After 2 years i have just now decided to do something with my bedroom. the walls are gold and i hated it so i painted about 4 0r 5 ft yellow then decided i didn't like that so i went back and painted it over( lucky i found the exact paint under the stairs) there is a burgundy ledge a foot or so from the top all the way around the room.(i dont like that either but it has to stay for this year.i need a carpenter for that.this house was built in 50) so i put up some burgundy drapes. they aren't wide enough to cover the whole window so i pushed the white sheers i already had there, to the middle.i'm no good with colors but it doesn't seem to match.somethings off.

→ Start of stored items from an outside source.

//! HTTP network adapter (C3/C9). Ported from `adapters/network.py`: the
//! producer side pushes a `{source: http, type: message}` event and
//! synchronously awaits the completion handle keyed by that event's id;
//! the wire framing itself (routes, request/response shapes) lives in
//! [`crate::api::openai_compat`].

use std::sync::Arc;
use std::time::Duration;

use tokio::sync::watch;

use sa_domain::config::NetworkConfig;

use crate::state::{AppState, WaiterResult};

/// Push one chat message as an event and block until the supervisor
/// resolves it or `timeout` elapses. On timeout the waiter is unregistered
/// but the event itself is left in the queue — the invocation, once it
/// eventually runs, simply has no one left listening for its result.
pub async fn push_and_wait(
    state: &AppState,
    message: &str,
    project_id: Option<&str>,
    timeout: Duration,
) -> Result<WaiterResult, HttpAdapterError> {
    let event_id = state
        .push_http_message(message, project_id)
        .map_err(|e| HttpAdapterError::Push(e.to_string()))?;
    let rx = state.waiters.register(event_id.clone()).await;

    match tokio::time::timeout(timeout, rx).await {
        Ok(Ok(result)) => Ok(result),
        Ok(Err(_)) => Err(HttpAdapterError::WaiterDropped),
        Err(_) => {
            state.waiters.unregister(&event_id).await;
            Err(HttpAdapterError::Timeout)
        }
    }
}

#[derive(Debug, thiserror::Error)]
pub enum HttpAdapterError {
    #[error("failed to enqueue event: {0}")]
    Push(String),
    #[error("the invocation never resolved a result")]
    WaiterDropped,
    #[error("timed out waiting for the invocation to complete")]
    Timeout,
}

/// Bind and serve the HTTP front-end until `shutdown` flips to `true`.
pub async fn serve(
    state: AppState,
    network: &NetworkConfig,
    mut shutdown: watch::Receiver<bool>,
) -> anyhow::Result<()> {
    let app = crate::api::router(state);
    let addr = format!("{}:{}", network.tcp.host, network.tcp.port);
    let listener = tokio::net::TcpListener::bind(&addr).await?;
    tracing::info!(%addr, "HTTP front-end listening");

    axum::serve(listener, app)
        .with_graceful_shutdown(async move {
            let _ = shutdown.changed().await;
        })
        .await?;
    Ok(())
}

#[cfg(test)]
mod tests {
    use super::*;
    use sa_domain::config::Config;
    use sa_store::Store;
    use std::sync::Arc as StdArc;

    fn state() -> AppState {
        AppState {
            config: StdArc::new(Config::default()),
            store: StdArc::new(Store::open_in_memory().unwrap()),
            waiters: StdArc::new(crate::state::Waiters::default()),
        }
    }

    #[tokio::test]
    async fn push_and_wait_times_out_when_nobody_resolves_it() {
        let state = state();
        let result = push_and_wait(&state, "hi", None, Duration::from_millis(50)).await;
        assert!(matches!(result, Err(HttpAdapterError::Timeout)));
    }

    #[tokio::test]
    async fn push_and_wait_returns_the_resolved_outcome() {
        let state = state();
        let resolver_state = state.clone();
        tokio::spawn(async move {
            loop {
                if let Ok(Some(event)) = sa_store::EventQueue::new(&resolver_state.store).dequeue() {
                    resolver_state
                        .waiters
                        .resolve(
                            &event.id,
                            Ok(crate::engine::InvocationOutcome {
                                invocation_id: "inv_1".into(),
                                status: "done".into(),
                                response: "hello".into(),
                                tool_calls: Vec::new(),
                                steps: Vec::new(),
                            }),
                        )
                        .await;
                    return;
                }
                tokio::time::sleep(Duration::from_millis(5)).await;
            }
        });
        let result = push_and_wait(&state, "hi", None, Duration::from_secs(2)).await;
        assert!(result.is_ok());
    }
}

I had a lovely quilt that had some burgundy and tan or gold in it and 2 shams and they seem to match. i can't return the drapes because i already cut off the little tabs inside. i know those white sheers have got to go. i was wondering if i put ecru lace sheers in their place would that match.or something else? i know we have experts here so i'll be waiting for your suggestions. ~Georgia.


----------



## RedTartan (May 2, 2006)

Could you post some pictures? I can't help unless I can see the shades of the colors


----------



## newfieannie (Dec 24, 2006)

Wish i could but the first thing i have to do is get a camera and then get someone to help me hook up my printer scanner. it's been sitting here for 2 years. anyway i just came back from shopping and i picked up gold drapes for the center. just by holding them up to the others it looks like it will work.thanks a bunch! ~Georgia.


----------